Mon, August 31, 2009 - 7:05 PMsuddenly i'm feeling insensitive. -
-
Re: Temporary insanity as a means of activating higher neurological functioning?
Mon, August 31, 2009 - 7:59 PMawwww -
-
Re: Temporary insanity as a means of activating higher neurological functioning?
Mon, August 31, 2009 - 8:14 PMi need a hug... ((shuffles off))
-
-
-
Re: Temporary insanity as a means of activating higher neurological functioning?

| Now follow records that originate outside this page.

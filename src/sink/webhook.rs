//! Webhook announcement sink.

use super::AnnouncementSink;
use crate::error::{Result, SignalError};
use crate::types::Announcement;
use std::time::Duration;
use tracing::debug;

/// POSTs each announcement as JSON to a configured URL.
pub struct WebhookSink {
    client: reqwest::Client,
    url: String,
}

impl WebhookSink {
    pub fn new(url: String) -> Self {
        let client = reqwest::Client::builder()
            .user_agent("vigil/0.1")
            .timeout(Duration::from_secs(15))
            .build()
            .unwrap_or_else(|_| reqwest::Client::new());

        Self { client, url }
    }
}

impl AnnouncementSink for WebhookSink {
    async fn deliver(&self, announcement: &Announcement) -> Result<()> {
        let response = self
            .client
            .post(&self.url)
            .json(announcement)
            .send()
            .await
            .map_err(|e| SignalError::DeliveryFailed(e.to_string()))?;

        if !response.status().is_success() {
            return Err(SignalError::DeliveryFailed(format!(
                "webhook returned {}",
                response.status()
            )));
        }

        debug!(
            "delivered {} {} for {}/{}",
            announcement.verdict.label(),
            announcement.id,
            announcement.instrument,
            announcement.timeframe.label()
        );
        Ok(())
    }
}
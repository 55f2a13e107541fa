use thiserror::Error;

/// Application error types.
///
/// Per-pair failures (`InsufficientData`, `SupplierUnavailable`,
/// `DeliveryFailed`) are isolated by the orchestrator and never abort a
/// batch; only `Setup` is reported upward from the binary.
#[derive(Error, Debug)]
pub enum SignalError {
    #[error("insufficient data: {got} candles after cleaning, need {need}")]
    InsufficientData { got: usize, need: usize },

    #[error("supplier unavailable: {0}")]
    SupplierUnavailable(String),

    #[error("delivery failed: {0}")]
    DeliveryFailed(String),

    #[error("setup error: {0}")]
    Setup(String),

    #[error(transparent)]
    Io(#[from] std::io::Error),

    #[error(transparent)]
    SerdeJson(#[from] serde_json::Error),

    #[error(transparent)]
    Reqwest(#[from] reqwest::Error),
}

pub type Result<T> = std::result::Result<T, SignalError>;
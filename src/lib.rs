//! Vigil - multi-instrument technical signal engine.
//!
//! Fetches candle series for a configured set of instruments and
//! timeframes, runs a fixed roster of technical indicators over each,
//! aggregates the per-indicator tags into a composite verdict, and
//! announces verdicts through a sink with per-key debouncing.

pub mod config;
pub mod error;
pub mod services;
pub mod sink;
pub mod sources;
pub mod types;

pub use config::Config;
pub use error::{Result, SignalError};
pub use services::{CycleStats, DebounceGate, Evaluator, Outcome};
pub use sink::AnnouncementSink;
pub use sources::CandleSupplier;
//! Bollinger Bands indicator.

use crate::services::signals::{make_reading, math, Indicator};
use crate::types::{Candle, IndicatorReading, SignalTag};

/// Bollinger Bands.
///
/// Middle band is an SMA of the close; the band width is `k` population
/// standard deviations to each side. The reported value is %B (the close
/// located within the bands, as a percentage).
///
/// Like ATR this is a volatility readout and never votes: the tag compares
/// the total band width to the middle band, with 4% as the cut between low
/// and high volatility.
pub struct BollingerBands {
    period: usize,
    k: f64,
}

impl Default for BollingerBands {
    fn default() -> Self {
        Self { period: 20, k: 2.0 }
    }
}

impl BollingerBands {
    pub fn new(period: usize, k: f64) -> Self {
        Self { period, k }
    }

    /// Latest (lower, middle, upper) bands.
    pub(crate) fn bands(&self, closes: &[Option<f64>]) -> Option<(f64, f64, f64)> {
        let middle = math::latest(&math::rolling_mean(closes, self.period))?;
        let stdev = math::latest(&math::rolling_stdev_pop(closes, self.period))?;
        let width = self.k * stdev;
        Some((middle - width, middle, middle + width))
    }

    fn tag(lower: f64, middle: f64, upper: f64) -> SignalTag {
        let width_pct = (upper - lower) / middle.max(1e-9) * 100.0;
        if width_pct < 4.0 {
            SignalTag::LowVolatility
        } else {
            SignalTag::HighVolatility
        }
    }
}

impl Indicator for BollingerBands {
    fn id(&self) -> &str {
        "bollinger"
    }

    fn name(&self) -> &str {
        "Bollinger(20,2)"
    }

    fn min_periods(&self) -> usize {
        self.period
    }

    fn evaluate(&self, candles: &[Candle]) -> Option<IndicatorReading> {
        let closes: Vec<Option<f64>> = candles.iter().map(|c| Some(c.close)).collect();
        let (lower, middle, upper) = self.bands(&closes)?;

        let close = candles.last()?.close;
        let percent_b = if upper > lower {
            (close - lower) / (upper - lower) * 100.0
        } else {
            50.0
        };

        Some(make_reading(
            self.name(),
            percent_b,
            Self::tag(lower, middle, upper),
        ))
    }
}
use std::sync::Arc;
use tracing::info;
use tracing_subscriber::{layer::SubscriberExt, util::SubscriberInitExt};
use vigil::services::{DebounceGate, Evaluator};
use vigil::sink::WebhookSink;
use vigil::sources::HttpCandleSupplier;
use vigil::types::Timeframe;
use vigil::{Config, SignalError};

/// Candles requested per fetch; leaves aggregation headroom above the
/// 60-candle minimum for resampled timeframes.
const FETCH_LIMIT: usize = 500;

#[tokio::main]
async fn main() -> anyhow::Result<()> {
    dotenvy::dotenv().ok();

    tracing_subscriber::registry()
        .with(
            tracing_subscriber::EnvFilter::try_from_default_env()
                .unwrap_or_else(|_| "vigil=debug,info".into()),
        )
        .with(tracing_subscriber::fmt::layer())
        .init();

    let config = Arc::new(Config::from_env()?);

    let candle_api_url = config
        .candle_api_url
        .clone()
        .ok_or_else(|| SignalError::Setup("CANDLE_API_URL not set".into()))?;
    let webhook_url = config
        .webhook_url
        .clone()
        .ok_or_else(|| SignalError::Setup("WEBHOOK_URL not set".into()))?;

    let gate = Arc::new(DebounceGate::restore(
        &config.state_file,
        config.cooldown.as_millis() as i64,
    ));

    // An optional timeframe argument restricts the pass; scheduling across
    // passes is left to the invoker (cron or similar).
    let timeframes: Vec<Timeframe> = match std::env::args().nth(1) {
        Some(label) => {
            let tf = Timeframe::from_label(&label)
                .ok_or_else(|| SignalError::Setup(format!("unknown timeframe: {}", label)))?;
            vec![tf]
        }
        None => config.timeframes.clone(),
    };

    info!(
        "evaluating {} instruments across {} timeframes",
        config.instruments.len(),
        timeframes.len()
    );

    let evaluator = Evaluator::new(
        HttpCandleSupplier::new(candle_api_url, FETCH_LIMIT),
        WebhookSink::new(webhook_url),
        Arc::clone(&gate),
        Arc::clone(&config),
    );

    for timeframe in timeframes {
        evaluator.run_timeframe(timeframe).await;
    }

    gate.persist(&config.state_file)?;
    Ok(())
}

Wed, September 2, 2009 - 4:36 PM"The border between the Real and the Unreal is not fixed, but just marks the last place where rival gangs of shamans fought each other to a standstill." -- Robert Anton Wilson
I'd rather live in a world that I know is partially real, partially in my head than to live in 100% belief that I live in "reality." At least if you know that a good amount of subjective reality is in your head, you can identify the components easier and tune it. I don't think my interactions with the external world are illusions, or even mostly illusions, they're just silhouettes of "reality" that are too detailed to be perceived fully by humans. I think that, going by this quote, my insanity was simply just the Unreal guys scoring a bunch of grand slams at once, but it definitely stimulated my right-brain creativity once I obtained a bit of balance.